In opposition to our larger culture is the book of Proverbs and its attempt to shrewd, wise, and virtuous. Wealth and success are worthy of pursuit and honor, but they are worthless in comparison with the life lived well. So, is there connection that we don't read Proverbs anymore, and we live in such a materialistic, narcissistic, and quick-to-cheat culture?

The Influence of Karl Barth on Christian Ethics

I was interested to read how Karl Barth is considered the father of the current turn in Christian ethics to "ecclesial ethics," meaning the work of Yoder, Hauerwas, O'Donovan, and MIlbank.
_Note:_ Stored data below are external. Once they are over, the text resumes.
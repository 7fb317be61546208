use std::fmt;

use camino::Utf8PathBuf;
use serde::{Deserialize, Serialize};

/// Username offered to ssh remotes that do not embed one in their URL.
pub const DEFAULT_USERNAME: &str = "git";

/// Key passphrase; never printed by `Debug`.
#[derive(Clone, PartialEq, Eq)]
pub struct Passphrase(String);

impl Passphrase {
    /// Wrap a secret value.
    #[must_use]
    pub fn new(secret: impl Into<String>) -> Self {
        Self(secret.into())
    }

    /// Borrow the secret value.
    #[must_use]
    pub fn expose(&self) -> &str {
        &self.0
    }
}

impl fmt::Debug for Passphrase {
    fn fmt(&self, f: &mut fmt::Formatter<'_>) -> fmt::Result {
        f.write_str("Passphrase(***)")
    }
}

/// Resolved credentials, opaque to the reconciliation core beyond being
/// usable as fetch authentication.
#[derive(Debug, Clone, PartialEq, Eq)]
pub enum Credentials {
    /// Private key on disk, optionally encrypted.
    SshKey {
        /// Username offered when the URL carries none.
        username: String,
        /// Path of the private key file.
        private_key: Utf8PathBuf,
        /// Matching public key, when it sits next to the private key.
        public_key: Option<Utf8PathBuf>,
        /// Passphrase decrypting the private key.
        passphrase: Option<Passphrase>,
    },
    /// Keys held by a running ssh-agent.
    SshAgent {
        /// Username offered when the URL carries none.
        username: String,
    },
    /// libgit2 default credentials; enough for local and anonymous remotes.
    Default,
}

impl Credentials {
    /// Username to offer, if these credentials carry one.
    #[must_use]
    pub fn username(&self) -> Option<&str> {
        match self {
            Self::SshKey { username, .. } | Self::SshAgent { username } => Some(username),
            Self::Default => None,
        }
    }
}

/// Summary information about a registered provider.
#[derive(Debug, Clone, PartialEq, Eq, Serialize, Deserialize)]
pub struct ProviderSummary {
    /// Stable identifier for the provider.
    pub id: String,
    /// Human-friendly label for display.
    pub label: String,
}

/// Errors surfaced while resolving credentials.
#[derive(Debug, thiserror::Error)]
pub enum AuthError {
    /// No provider registered under the requested id.
    #[error("unknown credential provider '{id}' (known: {known})")]
    UnknownProvider {
        /// Requested identifier.
        id: String,
        /// Comma-separated registered identifiers.
        known: String,
    },
    /// The home directory could not be determined for `~` expansion.
    #[error("could not determine home directory to expand {path}")]
    NoHomeDirectory {
        /// Path that needed expansion.
        path: String,
    },
    /// Key file missing or unreadable.
    #[error("read file {path} failed: {source}")]
    KeyFile {
        /// Key file path.
        path: Utf8PathBuf,
        /// Underlying I/O error.
        #[source]
        source: std::io::Error,
    },
    /// Key path is not valid UTF-8.
    #[error("key path is not valid UTF-8: {path}")]
    NonUtf8Path {
        /// Lossy rendering of the path.
        path: String,
    },
}

/// Convenience result alias for credential resolution.
pub type AuthResult<T> = std::result::Result<T, AuthError>;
I've always thought of Barth as the Great Dogmatician, and yes there is ethical thought throughout the Church Dogmatics, but I had not thought of him as an important ethicist in his own right.

According to Introducing Christian Ethics, by Samuel Wells & Ben Quash, he was the primary catalyst for this renewed interest in Christian ethics in moving beyond a rationalistic, Western, philosophical, and universal conception of ethics, and a return to a more ecclesial, church-centered approach--which makes sense, as it is the Church Dogmatics, after all. Yet I had not really thought of Barth as an ethicist in his own right, but primarily as a systematic theologian. This insight shows not only the interconnectedness of theology and ethics (and especially a theological ethics, naturally), but the huge influence of Barth on current theological thought.
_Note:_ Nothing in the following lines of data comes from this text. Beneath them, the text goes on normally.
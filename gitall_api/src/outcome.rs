use std::fmt;

use serde::{Deserialize, Serialize};

/// The four mutually exclusive classifications of a repository.
#[derive(Debug, Clone, Copy, PartialEq, Eq, Hash, Serialize, Deserialize)]
#[serde(rename_all = "snake_case")]
pub enum OutcomeKind {
    /// The repository could not be opened, fetched, or inspected.
    RepoError,
    /// A local branch is missing on the remote or points elsewhere.
    NeedsSync,
    /// The working tree or index has uncommitted changes.
    NeedsCommit,
    /// Every branch matches the remote and the working tree is clean.
    InSync,
}

impl OutcomeKind {
    /// Order in which buckets are presented to the user.
    pub const DISPLAY_ORDER: [Self; 4] = [
        Self::RepoError,
        Self::InSync,
        Self::NeedsCommit,
        Self::NeedsSync,
    ];

    /// Stable machine-readable key.
    #[must_use]
    pub const fn key(self) -> &'static str {
        match self {
            Self::RepoError => "repo_error",
            Self::NeedsSync => "needs_sync",
            Self::NeedsCommit => "needs_commit",
            Self::InSync => "in_sync",
        }
    }
}

impl fmt::Display for OutcomeKind {
    fn fmt(&self, f: &mut fmt::Formatter<'_>) -> fmt::Result {
        f.write_str(self.key())
    }
}

/// Classification of a single repository.
#[derive(Debug, Clone, PartialEq, Eq, Serialize, Deserialize)]
pub struct ReconciliationOutcome {
    /// Bucket the outcome belongs to.
    pub kind: OutcomeKind,
    /// Path exactly as it was requested.
    pub path: String,
    /// Branch the outcome refers to, for branch-specific outcomes.
    #[serde(default, skip_serializing_if = "Option::is_none")]
    pub branch: Option<String>,
    /// Human-readable explanation.
    pub detail: String,
    /// Further findings hidden by first-match classification. Only filled in
    /// exhaustive mode.
    #[serde(default, skip_serializing_if = "Vec::is_empty")]
    pub notes: Vec<String>,
}

impl ReconciliationOutcome {
    /// Outcome for a repository that could not be processed.
    #[must_use]
    pub fn repo_error(path: impl Into<String>, detail: impl Into<String>) -> Self {
        Self::new(OutcomeKind::RepoError, path, None, detail)
    }

    /// Outcome for a branch that diverges from the remote.
    #[must_use]
    pub fn needs_sync(
        path: impl Into<String>,
        branch: impl Into<String>,
        detail: impl Into<String>,
    ) -> Self {
        Self::new(OutcomeKind::NeedsSync, path, Some(branch.into()), detail)
    }

    /// Outcome for a repository with uncommitted changes.
    #[must_use]
    pub fn needs_commit(path: impl Into<String>, detail: impl Into<String>) -> Self {
        Self::new(OutcomeKind::NeedsCommit, path, None, detail)
    }

    /// Outcome for a fully synchronized repository.
    #[must_use]
    pub fn in_sync(path: impl Into<String>, detail: impl Into<String>) -> Self {
        Self::new(OutcomeKind::InSync, path, None, detail)
    }

    fn new(
        kind: OutcomeKind,
        path: impl Into<String>,
        branch: Option<String>,
        detail: impl Into<String>,
    ) -> Self {
        Self {
            kind,
            path: path.into(),
            branch,
            detail: detail.into(),
            notes: Vec::new(),
        }
    }

    /// Attach secondary findings.
    #[must_use]
    pub fn with_notes(mut self, notes: Vec<String>) -> Self {
        self.notes = notes;
        self
    }

    /// Display identifier: the path, followed by the branch when present.
    #[must_use]
    pub fn identifier(&self) -> String {
        match &self.branch {
            Some(branch) => format!("{} {branch}", self.path),
            None => self.path.clone(),
        }
    }
}

/// Four-bucket result of one batch run.
///
/// Buckets are append-only and keep the relative order in which outcomes were
/// pushed.
#[derive(Debug, Clone, Default, PartialEq, Eq, Serialize, Deserialize)]
pub struct ReconciliationReport {
    /// Repositories that could not be processed.
    #[serde(default)]
    pub errors: Vec<ReconciliationOutcome>,
    /// Repositories with nothing to do.
    #[serde(default)]
    pub in_sync: Vec<ReconciliationOutcome>,
    /// Repositories with uncommitted changes.
    #[serde(default)]
    pub needs_commit: Vec<ReconciliationOutcome>,
    /// Repositories with a branch out of sync.
    #[serde(default)]
    pub needs_sync: Vec<ReconciliationOutcome>,
}

impl ReconciliationReport {
    /// Create an empty report.
    #[must_use]
    pub fn new() -> Self {
        Self::default()
    }

    /// Append an outcome to the bucket matching its kind.
    pub fn push(&mut self, outcome: ReconciliationOutcome) {
        self.bucket_mut(outcome.kind).push(outcome);
    }

    /// Outcomes of one bucket, in insertion order.
    #[must_use]
    pub fn bucket(&self, kind: OutcomeKind) -> &[ReconciliationOutcome] {
        match kind {
            OutcomeKind::RepoError => &self.errors,
            OutcomeKind::NeedsSync => &self.needs_sync,
            OutcomeKind::NeedsCommit => &self.needs_commit,
            OutcomeKind::InSync => &self.in_sync,
        }
    }

    fn bucket_mut(&mut self, kind: OutcomeKind) -> &mut Vec<ReconciliationOutcome> {
        match kind {
            OutcomeKind::RepoError => &mut self.errors,
            OutcomeKind::NeedsSync => &mut self.needs_sync,
            OutcomeKind::NeedsCommit => &mut self.needs_commit,
            OutcomeKind::InSync => &mut self.in_sync,
        }
    }

    /// Total number of outcomes across all buckets.
    #[must_use]
    pub fn len(&self) -> usize {
        self.errors.len() + self.in_sync.len() + self.needs_commit.len() + self.needs_sync.len()
    }

    /// Whether the report holds no outcomes.
    #[must_use]
    pub fn is_empty(&self) -> bool {
        self.len() == 0
    }

    /// Iterate every outcome, bucket by bucket in display order.
    pub fn iter(&self) -> impl Iterator<Item = &ReconciliationOutcome> + '_ {
        OutcomeKind::DISPLAY_ORDER
            .into_iter()
            .flat_map(move |kind| self.bucket(kind).iter())
    }
}

impl FromIterator<ReconciliationOutcome> for ReconciliationReport {
    fn from_iter<I: IntoIterator<Item = ReconciliationOutcome>>(iter: I) -> Self {
        let mut report = Self::new();
        for outcome in iter {
            report.push(outcome);
        }
        report
    }
}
Quash and Wells helpfully demarcate three approaches for Christian ethics: universal (the most common approach in ethical thought, rooted in philosophical thought, Kant, and the Enlightenment), subversive (the more recent concerns of Marxism, liberation theology, and feminism to restore context and culture to ethical thought), and then ecclesial. Ecclesial is a return to an emphasis on the church as the church; like subversive ethics, it is concerned with context and history, in contrast to the rationalistic and prescinded approach of universal ethics (where the concern is solely for any rational moral agent).

Ecclesial ethics is an attempt to remove Christian ethical thought from the university and the philosophers, and restore it to Christians and theologians actively pursuing lives of faith and action. It has certainly enlivened the study of Christian ethics.